Task objective: A complete transcription of the material, exact in every line, is what is wanted.
* * * * *
async fn send_command(writer: &mut OwnedWriteHalf, command: &str) -> Result<(), HyperdeckError> {
    log::trace!("[HyperDeck] > {command}");
    writer.write_all(command.as_bytes()).await?;
    writer.write_all(b"\r\n").await?;
    Ok(())
}

/// Runs one established connection until EOF, error or cancellation.
async fn serve_connection(
    config: &HyperdeckConfig,
    stream: TcpStream,
    events: &EventSender,
    cancel: &CancellationToken,
) -> Result<(), HyperdeckError> {
    let (read_half, mut writer) = stream.into_split();
    let mut lines = BufReader::new(read_half).lines();
    let mut parser = LineParser::default();
    let mut tracker = TransportTracker::default();

    tokio::time::sleep(BANNER_SETTLE).await;
    send_command(&mut writer, "notify: transport: true").await?;
    send_command(&mut writer, "notify: slot: true").await?;
    send_command(&mut writer, "transport info").await?;

    let mut poll = interval_at(Instant::now() + SAFETY_POLL_INTERVAL, SAFETY_POLL_INTERVAL);
    poll.set_missed_tick_behavior(MissedTickBehavior::Delay);

    loop {
        tokio::select! {
            _ = cancel.cancelled() => return Ok(()),
            line = lines.next_line() => {
                let Some(line) = line? else { return Ok(()) };
                let Some(block) = parser.feed(&line) else { continue };
                let outcome = tracker.apply(block);
                if let Some(update) = outcome.emit {
                    let _ = events.send((config.id, DeviceEvent::State(update)));
                }
                if let Some(slot) = outcome.query_slot {
                    send_command(&mut writer, &format!("slot info: slot id: {slot}")).await?;
                }
            }
            _ = poll.tick() => {
                send_command(&mut writer, "transport info").await?;
                if let Some(slot) = tracker.active_slot() {
                    let command = format!("slot info: slot id: {slot}");
                    send_command(&mut writer, &command).await?;
                }
            }
        }
    }
}

// ─────────────────────────────────────────────────────────────────────────────
// Line Protocol Parser
// ─────────────────────────────────────────────────────────────────────────────

/// One complete response from the deck.
#[derive(Debug, PartialEq, Eq)]
struct ResponseBlock {
    code: u16,
    fields: HashMap<String, String>,
}

/// Assembles CR/LF-tolerant protocol lines into response blocks.
///
/// Multi-line responses start with `NNN name:` and end with a blank line;
/// single-line responses (`200 ok`) complete immediately.
#[derive(Default)]
struct LineParser {
    current: Option<ResponseBlock>,
}

impl LineParser {
    /// Feeds one line, returning a block when the line completes one.
    fn feed(&mut self, raw: &str) -> Option<ResponseBlock> {
        let line = raw.trim_end_matches('\r');

        if let Some(block) = &mut self.current {
            if line.is_empty() {
                return self.current.take();
            }
            if let Some((key, value)) = line.split_once(':') {
                block.fields.insert(normalize_key(key), value.trim().to_string());
            } else {
                log::debug!("[HyperDeck] Ignoring stray response line: {line:?}");
            }
            return None;
        }

        if line.is_empty() {
            return None;
        }
        let code = line.get(..3)?.parse::<u16>().ok()?;
        if line.len() > 3 && !line[3..].starts_with(' ') {
            return None;
        }
        if line.ends_with(':') {
            self.current = Some(ResponseBlock {
                code,
                fields: HashMap::new(),
            });
            None
        } else {
            Some(ResponseBlock {
                code,
                fields: HashMap::new(),
            })
        }
    }
}

/// Lowercases a field key and maps spaces to underscores
/// (`display timecode` -> `display_timecode`).
fn normalize_key(key: &str) -> String {
    key.trim().to_ascii_lowercase().replace(' ', "_")
}

// ─────────────────────────────────────────────────────────────────────────────
// Transport Tracker
// ─────────────────────────────────────────────────────────────────────────────

/// Result of applying one response block.
#[derive(Debug, Default, PartialEq, Eq)]
struct TrackerOutcome {
    emit: Option<StateUpdate>,
    query_slot: Option<String>,
}

/// Accumulates transport/slot responses into a normalised device view and
/// decides when an emission is due.
#[derive(Default)]
struct TransportTracker {
    state: TransportState,
    timecode: Option<String>,
    filename: String,
    active_slot: Option<String>,
    /// Set while a slot query is in flight; emission is deferred so a slot
    /// change produces a single combined event. The 2 s safety poll repairs
    /// a lost slot response.
    awaiting_slot: bool,
    last_emitted: Option<StateUpdate>,
}

impl TransportTracker {
    fn active_slot(&self) -> Option<&str> {
        self.active_slot.as_deref()
    }

    fn apply(&mut self, block: ResponseBlock) -> TrackerOutcome {
        match block.code {
            // Transport info, solicited (208) and asynchronous (508).
            208 | 508 => self.apply_transport(&block.fields),
            // Slot info, solicited (202) and asynchronous (502).
            202 | 502 => self.apply_slot(&block.fields),
            code if code >= 100 => {
                log::debug!("[HyperDeck] Unhandled response {code}");
                TrackerOutcome::default()
            }
            _ => TrackerOutcome::default(),
        }
    }

    fn apply_transport(&mut self, fields: &HashMap<String, String>) -> TrackerOutcome {
        if let Some(status) = fields.get("status") {
            self.state = normalize_status(status);
        }
        if let Some(raw) = fields
            .get("display_timecode")
            .or_else(|| fields.get("timecode"))
        {
            self.timecode = Some(normalize_timecode(raw));
        }

        let mut outcome = TrackerOutcome::default();
        if let Some(slot) = fields.get("active_slot") {
            if self.active_slot.as_deref() != Some(slot.as_str()) {
                self.active_slot = Some(slot.clone());
                self.awaiting_slot = true;
                outcome.query_slot = Some(slot.clone());
            }
        }
        if !self.awaiting_slot {
            outcome.emit = self.emit_if_changed();
        }
        outcome
    }

    fn apply_slot(&mut self, fields: &HashMap<String, String>) -> TrackerOutcome {
        if let Some(clip) = fields.get("clip_name") {
            self.filename = clip.clone();
        }
        self.awaiting_slot = false;
        TrackerOutcome {
            emit: self.emit_if_changed(),
            query_slot: None,
        }
    }

    fn emit_if_changed(&mut self) -> Option<StateUpdate> {
        let update = StateUpdate {
            state: self.state,
            timecode: self
                .timecode
                .clone()
                .unwrap_or_else(|| "00:00:00:00".to_string()),
            filename: self.filename.clone(),
        };
        if self.last_emitted.as_ref() == Some(&update) {
            return None;
        }
        self.last_emitted = Some(update.clone());
        Some(update)
    }
}

/// Maps a deck status string to the normalised transport state.
///
/// Everything that is not playing or recording (stopped, preview, shuttle,
/// jog, fast forward, rewind, unknown) counts as stopped.
fn normalize_status(status: &str) -> TransportState {
    match status.to_ascii_lowercase().as_str() {
        "play" | "playing" => TransportState::Play,
        "record" | "recording" => TransportState::Rec,
        _ => TransportState::Stop,
    }
}

/// Normalises deck timecode formats to `HH:MM:SS:FF`.
///
/// Accepts colon-separated, semicolon-before-frames (drop-frame display)
/// and bare 8-digit `HHMMSSFF` forms; anything else is passed through with
/// a log line.
fn normalize_timecode(raw: &str) -> String {
    let raw = raw.trim();
    let bytes = raw.as_bytes();
    let is_timecode_shape = bytes.len() == 11
        && bytes[2] == b':'
        && bytes[5] == b':'
        && (bytes[8] == b':' || bytes[8] == b';')
        && [0, 1, 3, 4, 6, 7, 9, 10]
            .iter()
            .all(|&i| bytes[i].is_ascii_digit());

    if is_timecode_shape {
        return raw.replace(';', ":");
    }
    if bytes.len() == 8 && bytes.iter().all(|b| b.is_ascii_digit()) {
        return format!("{}:{}:{}:{}", &raw[0..2], &raw[2..4], &raw[4..6], &raw[6..8]);
    }
    log::debug!("[HyperDeck] Unexpected timecode format: {raw:?}");
    raw.to_string()
}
* * * * *
Solution:
async fn send_command(writer: &mut OwnedWriteHalf, command: &str) -> Result<(), HyperdeckError> {
    log::trace!("[HyperDeck] > {command}");
    writer.write_all(command.as_bytes()).await?;
    writer.write_all(b"\r\n").await?;
    Ok(())
}

/// Runs one established connection until EOF, error or cancellation.
async fn serve_connection(
    config: &HyperdeckConfig,
    stream: TcpStream,
    events: &EventSender,
    cancel: &CancellationToken,
) -> Result<(), HyperdeckError> {
    let (read_half, mut writer) = stream.into_split();
    let mut lines = BufReader::new(read_half).lines();
    let mut parser = LineParser::default();
    let mut tracker = TransportTracker::default();

    tokio::time::sleep(BANNER_SETTLE).await;
    send_command(&mut writer, "notify: transport: true").await?;
    send_command(&mut writer, "notify: slot: true").await?;
    send_command(&mut writer, "transport info").await?;

    let mut poll = interval_at(Instant::now() + SAFETY_POLL_INTERVAL, SAFETY_POLL_INTERVAL);
    poll.set_missed_tick_behavior(MissedTickBehavior::Delay);

    loop {
        tokio::select! {
            _ = cancel.cancelled() => return Ok(()),
            line = lines.next_line() => {
                let Some(line) = line? else { return Ok(()) };
                let Some(block) = parser.feed(&line) else { continue };
                let outcome = tracker.apply(block);
                if let Some(update) = outcome.emit {
                    let _ = events.send((config.id, DeviceEvent::State(update)));
                }
                if let Some(slot) = outcome.query_slot {
                    send_command(&mut writer, &format!("slot info: slot id: {slot}")).await?;
                }
            }
            _ = poll.tick() => {
                send_command(&mut writer, "transport info").await?;
                if let Some(slot) = tracker.active_slot() {
                    let command = format!("slot info: slot id: {slot}");
                    send_command(&mut writer, &command).await?;
                }
            }
        }
    }
}

// ─────────────────────────────────────────────────────────────────────────────
// Line Protocol Parser
// ─────────────────────────────────────────────────────────────────────────────

/// One complete response from the deck.
#[derive(Debug, PartialEq, Eq)]
struct ResponseBlock {
    code: u16,
    fields: HashMap<String, String>,
}

/// Assembles CR/LF-tolerant protocol lines into response blocks.
///
/// Multi-line responses start with `NNN name:` and end with a blank line;
/// single-line responses (`200 ok`) complete immediately.
#[derive(Default)]
struct LineParser {
    current: Option<ResponseBlock>,
}

impl LineParser {
    /// Feeds one line, returning a block when the line completes one.
    fn feed(&mut self, raw: &str) -> Option<ResponseBlock> {
        let line = raw.trim_end_matches('\r');

        if let Some(block) = &mut self.current {
            if line.is_empty() {
                return self.current.take();
            }
            if let Some((key, value)) = line.split_once(':') {
                block.fields.insert(normalize_key(key), value.trim().to_string());
            } else {
                log::debug!("[HyperDeck] Ignoring stray response line: {line:?}");
            }
            return None;
        }

        if line.is_empty() {
            return None;
        }
        let code = line.get(..3)?.parse::<u16>().ok()?;
        if line.len() > 3 && !line[3..].starts_with(' ') {
            return None;
        }
        if line.ends_with(':') {
            self.current = Some(ResponseBlock {
                code,
                fields: HashMap::new(),
            });
            None
        } else {
            Some(ResponseBlock {
                code,
                fields: HashMap::new(),
            })
        }
    }
}

/// Lowercases a field key and maps spaces to underscores
/// (`display timecode` -> `display_timecode`).
fn normalize_key(key: &str) -> String {
    key.trim().to_ascii_lowercase().replace(' ', "_")
}

// ─────────────────────────────────────────────────────────────────────────────
// Transport Tracker
// ─────────────────────────────────────────────────────────────────────────────

/// Result of applying one response block.
#[derive(Debug, Default, PartialEq, Eq)]
struct TrackerOutcome {
    emit: Option<StateUpdate>,
    query_slot: Option<String>,
}

/// Accumulates transport/slot responses into a normalised device view and
/// decides when an emission is due.
#[derive(Default)]
struct TransportTracker {
    state: TransportState,
    timecode: Option<String>,
    filename: String,
    active_slot: Option<String>,
    /// Set while a slot query is in flight; emission is deferred so a slot
    /// change produces a single combined event. The 2 s safety poll repairs
    /// a lost slot response.
    awaiting_slot: bool,
    last_emitted: Option<StateUpdate>,
}

impl TransportTracker {
    fn active_slot(&self) -> Option<&str> {
        self.active_slot.as_deref()
    }

    fn apply(&mut self, block: ResponseBlock) -> TrackerOutcome {
        match block.code {
            // Transport info, solicited (208) and asynchronous (508).
            208 | 508 => self.apply_transport(&block.fields),
            // Slot info, solicited (202) and asynchronous (502).
            202 | 502 => self.apply_slot(&block.fields),
            code if code >= 100 => {
                log::debug!("[HyperDeck] Unhandled response {code}");
                TrackerOutcome::default()
            }
            _ => TrackerOutcome::default(),
        }
    }

    fn apply_transport(&mut self, fields: &HashMap<String, String>) -> TrackerOutcome {
        if let Some(status) = fields.get("status") {
            self.state = normalize_status(status);
        }
        if let Some(raw) = fields
            .get("display_timecode")
            .or_else(|| fields.get("timecode"))
        {
            self.timecode = Some(normalize_timecode(raw));
        }

        let mut outcome = TrackerOutcome::default();
        if let Some(slot) = fields.get("active_slot") {
            if self.active_slot.as_deref() != Some(slot.as_str()) {
                self.active_slot = Some(slot.clone());
                self.awaiting_slot = true;
                outcome.query_slot = Some(slot.clone());
            }
        }
        if !self.awaiting_slot {
            outcome.emit = self.emit_if_changed();
        }
        outcome
    }

    fn apply_slot(&mut self, fields: &HashMap<String, String>) -> TrackerOutcome {
        if let Some(clip) = fields.get("clip_name") {
            self.filename = clip.clone();
        }
        self.awaiting_slot = false;
        TrackerOutcome {
            emit: self.emit_if_changed(),
            query_slot: None,
        }
    }

    fn emit_if_changed(&mut self) -> Option<StateUpdate> {
        let update = StateUpdate {
            state: self.state,
            timecode: self
                .timecode
                .clone()
                .unwrap_or_else(|| "00:00:00:00".to_string()),
            filename: self.filename.clone(),
        };
        if self.last_emitted.as_ref() == Some(&update) {
            return None;
        }
        self.last_emitted = Some(update.clone());
        Some(update)
    }
}

/// Maps a deck status string to the normalised transport state.
///
/// Everything that is not playing or recording (stopped, preview, shuttle,
/// jog, fast forward, rewind, unknown) counts as stopped.
fn normalize_status(status: &str) -> TransportState {
    match status.to_ascii_lowercase().as_str() {
        "play" | "playing" => TransportState::Play,
        "record" | "recording" => TransportState::Rec,
        _ => TransportState::Stop,
    }
}

/// Normalises deck timecode formats to `HH:MM:SS:FF`.
///
/// Accepts colon-separated, semicolon-before-frames (drop-frame display)
/// and bare 8-digit `HHMMSSFF` forms; anything else is passed through with
/// a log line.
fn normalize_timecode(raw: &str) -> String {
    let raw = raw.trim();
    let bytes = raw.as_bytes();
    let is_timecode_shape = bytes.len() == 11
        && bytes[2] == b':'
        && bytes[5] == b':'
        && (bytes[8] == b':' || bytes[8] == b';')
        && [0, 1, 3, 4, 6, 7, 9, 10]
            .iter()
            .all(|&i| bytes[i].is_ascii_digit());

    if is_timecode_shape {
        return raw.replace(';', ":");
    }
    if bytes.len() == 8 && bytes.iter().all(|b| b.is_ascii_digit()) {
        return format!("{}:{}:{}:{}", &raw[0..2], &raw[2..4], &raw[4..6], &raw[6..8]);
    }
    log::debug!("[HyperDeck] Unexpected timecode format: {raw:?}");
    raw.to_string()
}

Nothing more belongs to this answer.